* Assignment: Every line holding the string "StreamController" is to be copied from the entries below.
━━━ Supplied data
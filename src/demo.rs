//! Built-in demo service so the server binary runs without a backend.
//!
//! Routes (service `demo.Test`):
//! ```text
//! GET  /v1/test/query_param/{key_a}/{key_b}   echo of key_a/key_b/key_c
//! GET  /v1/test/enabled                       single bool field → `true`
//! POST /v1/test/echo                          body "*", echoes text/count and caller ip
//! GET  /v1/test/items/{id}                    id 1 exists, others → NOT_FOUND envelope
//! GET  /v1/test/greeting/{name}               plaintext body
//! GET  /v1/test/ticks/{count}                 streams `count` ticks, then closes
//! ```

use std::sync::Arc;
use std::thread;

use crate::error::{ErrorEnvelope, ResultCode};
use crate::routing::{HttpVerb, RouteBinding, RoutePlugin, RouteTable};
use crate::rpc::local::LocalRuntime;
use crate::rpc::{MethodDescriptor, RpcStatus};
use crate::schema::{FieldType, Message, MessageDescriptor, ReservedField, Value};
use crate::streaming::{StreamContent, StreamController, StreamReply};

pub const SERVICE: &str = "demo.Test";

/// Upper bound on ticks per stream.
const MAX_TICKS: u32 = 1000;

fn query_params_in() -> MessageDescriptor {
    MessageDescriptor::builder("demo.QueryParams")
        .field("key_a", FieldType::String)
        .field("key_b", FieldType::String)
        .field("key_c", FieldType::String)
        .build()
}

fn query_params_out() -> MessageDescriptor {
    MessageDescriptor::builder("demo.QueryParamsReply")
        .field("key_a", FieldType::String)
        .field("key_b", FieldType::String)
        .field("key_c", FieldType::String)
        .reserved(ReservedField::Result)
        .build()
}

fn enabled_out() -> MessageDescriptor {
    MessageDescriptor::builder("demo.Enabled")
        .field("enabled", FieldType::Bool)
        .reserved(ReservedField::Result)
        .build()
}

fn echo_in() -> MessageDescriptor {
    MessageDescriptor::builder("demo.EchoRequest")
        .field("text", FieldType::String)
        .field("count", FieldType::UInt32)
        .reserved(ReservedField::CallerIp)
        .build()
}

fn echo_out() -> MessageDescriptor {
    MessageDescriptor::builder("demo.EchoReply")
        .field("text", FieldType::String)
        .field("count", FieldType::UInt32)
        .field("caller_ip", FieldType::String)
        .reserved(ReservedField::Result)
        .build()
}

fn item_in() -> MessageDescriptor {
    MessageDescriptor::builder("demo.ItemId")
        .field("id", FieldType::UInt32)
        .build()
}

fn item_out() -> MessageDescriptor {
    MessageDescriptor::builder("demo.Item")
        .field("id", FieldType::UInt32)
        .field("name", FieldType::String)
        .reserved(ReservedField::Result)
        .build()
}

fn greeting_in() -> MessageDescriptor {
    MessageDescriptor::builder("demo.GreetingRequest")
        .field("name", FieldType::String)
        .build()
}

fn greeting_out() -> MessageDescriptor {
    MessageDescriptor::builder("demo.Greeting")
        .reserved(ReservedField::Plaintext)
        .reserved(ReservedField::Result)
        .build()
}

fn ticks_in() -> MessageDescriptor {
    MessageDescriptor::builder("demo.TicksRequest")
        .field("count", FieldType::UInt32)
        .reserved(ReservedField::StreamId)
        .build()
}

fn tick() -> MessageDescriptor {
    MessageDescriptor::builder("demo.Tick")
        .field("index", FieldType::UInt32)
        .field("stream_id", FieldType::UInt64)
        .reserved(ReservedField::Result)
        .build()
}

fn method(name: &str, input: MessageDescriptor, output: MessageDescriptor) -> MethodDescriptor {
    MethodDescriptor::new(SERVICE, name, input, output)
}

/// Route table of the demo service.
pub fn routes() -> RouteTable {
    let empty = MessageDescriptor::empty;
    vec![
        RouteBinding::new(
            method("QueryParam", query_params_in(), query_params_out()),
            HttpVerb::Get,
            "/v1/test/query_param/{key_a}/{key_b}",
            "",
        ),
        RouteBinding::new(method("Enabled", empty(), enabled_out()), HttpVerb::Get, "/v1/test/enabled", ""),
        RouteBinding::new(method("Echo", echo_in(), echo_out()), HttpVerb::Post, "/v1/test/echo", "*"),
        RouteBinding::new(method("GetItem", item_in(), item_out()), HttpVerb::Get, "/v1/test/items/{id}", ""),
        RouteBinding::new(
            method("Greeting", greeting_in(), greeting_out()),
            HttpVerb::Get,
            "/v1/test/greeting/{name}",
            "",
        ),
        RouteBinding::new(method("Ticks", ticks_in(), tick()), HttpVerb::Get, "/v1/test/ticks/{count}", ""),
    ]
}

/// The demo routes as a plugin.
pub struct DemoPlugin;

impl RoutePlugin for DemoPlugin {
    fn name(&self) -> &str {
        SERVICE
    }

    fn routes(&self) -> RouteTable {
        routes()
    }
}

fn copy_str(from: Option<&Message>, to: &mut Message, name: &str) -> Result<(), RpcStatus> {
    if let Some(value) = from.and_then(|m| m.get_str(name)) {
        to.set(name, Value::String(value.to_string()))
            .map_err(|e| RpcStatus::new(ResultCode::Internal, e.to_string()))?;
    }
    Ok(())
}

fn set(msg: &mut Message, name: &str, value: Value) -> Result<(), RpcStatus> {
    msg.set(name, value)
        .map_err(|e| RpcStatus::new(ResultCode::Internal, e.to_string()))
}

fn get_u32(msg: Option<&Message>, name: &str) -> u32 {
    match msg.and_then(|m| m.get(name)) {
        Some(Value::U32(n)) => *n,
        _ => 0,
    }
}

/// Register the demo handlers. Streamed replies are driven through `controller`.
pub fn install(runtime: &LocalRuntime, controller: StreamController) {
    runtime.register(SERVICE, "QueryParam", |input| {
        let mut out = Message::new(query_params_out());
        for key in ["key_a", "key_b", "key_c"] {
            copy_str(input.as_ref(), &mut out, key)?;
        }
        Ok(Some(out))
    });

    runtime.register(SERVICE, "Enabled", |_| {
        let mut out = Message::new(enabled_out());
        set(&mut out, "enabled", Value::Bool(true))?;
        Ok(Some(out))
    });

    runtime.register(SERVICE, "Echo", |input| {
        let input = input.as_ref();
        let mut out = Message::new(echo_out());
        copy_str(input, &mut out, "text")?;
        set(&mut out, "count", Value::U32(get_u32(input, "count")))?;
        if let Some(ip) = input.and_then(|m| m.get_str(ReservedField::CallerIp.name())) {
            set(&mut out, "caller_ip", Value::String(ip.to_string()))?;
        }
        Ok(Some(out))
    });

    runtime.register(SERVICE, "GetItem", |input| {
        let id = get_u32(input.as_ref(), "id");
        let mut out = Message::new(item_out());
        if id != 1 {
            let envelope = ErrorEnvelope::new(ResultCode::NotFound, format!("Item {id} not found"));
            set(&mut out, "_result", Value::Message(envelope.to_message()))?;
            return Ok(Some(out));
        }
        set(&mut out, "id", Value::U32(id))?;
        set(&mut out, "name", Value::String("first".to_string()))?;
        Ok(Some(out))
    });

    runtime.register(SERVICE, "Greeting", |input| {
        let name = input.as_ref().and_then(|m| m.get_str("name")).unwrap_or("world");
        let mut out = Message::new(greeting_out());
        set(
            &mut out,
            ReservedField::Plaintext.name(),
            Value::String(format!("Hello, {name}!")),
        )?;
        Ok(Some(out))
    });

    let controller = Arc::new(controller);
    runtime.register(SERVICE, "Ticks", move |input| {
        let input = input.as_ref();
        let count = get_u32(input, "count").min(MAX_TICKS);
        let Some(id) = input.and_then(|m| m.get_u64(ReservedField::StreamId.name())) else {
            return Err(RpcStatus::new(ResultCode::Internal, "stream id missing"));
        };

        let controller = Arc::clone(&controller);
        thread::Builder::new()
            .name(format!("demo-ticks-{id}"))
            .spawn(move || emit_ticks(&controller, id, count))
            .map_err(|e| RpcStatus::new(ResultCode::Unavailable, e.to_string()))?;

        Ok(Some(Message::new(tick())))
    });
}

fn emit_ticks(controller: &StreamController, id: u64, count: u32) {
    if !matches!(controller.set_headers(id, StreamContent::Json), Ok(StreamReply::Delivered)) {
        return;
    }
    for index in 0..count {
        let mut msg = Message::new(tick());
        if msg.set("index", Value::U32(index)).is_err() || msg.set("stream_id", Value::U64(id)).is_err() {
            break;
        }
        match controller.send_data(id, msg) {
            Ok(StreamReply::Delivered) => {}
            reply => {
                tracing::debug!(stream_id = id, ?reply, "Tick stream stopped");
                return;
            }
        }
    }
    let _ = controller.close(id);
}

#[cfg(test)]
mod tests {
    use super::*;
    use crate::config::SiblingPolicy;
    use crate::routing::RoutingTree;

    #[test]
    fn demo_routes_build_a_tree() {
        let tree = RoutingTree::from_bindings(SiblingPolicy::Strict, routes());
        let listing = tree.discover();
        assert_eq!(listing.len(), routes().len());
        assert!(tree.lookup(HttpVerb::Get, "/v1/test/query_param/a/b").is_ok());
        assert!(tree.lookup(HttpVerb::Post, "/v1/test/echo").is_ok());
    }

    #[test]
    fn plugin_exposes_demo_routes() {
        assert_eq!(DemoPlugin.name(), SERVICE);
        assert_eq!(DemoPlugin.routes().len(), routes().len());
    }
}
━━━━━━
* Task solution:
use crate::streaming::{StreamContent, StreamController, StreamReply};
pub fn install(runtime: &LocalRuntime, controller: StreamController) {
fn emit_ticks(controller: &StreamController, id: u64, count: u32) {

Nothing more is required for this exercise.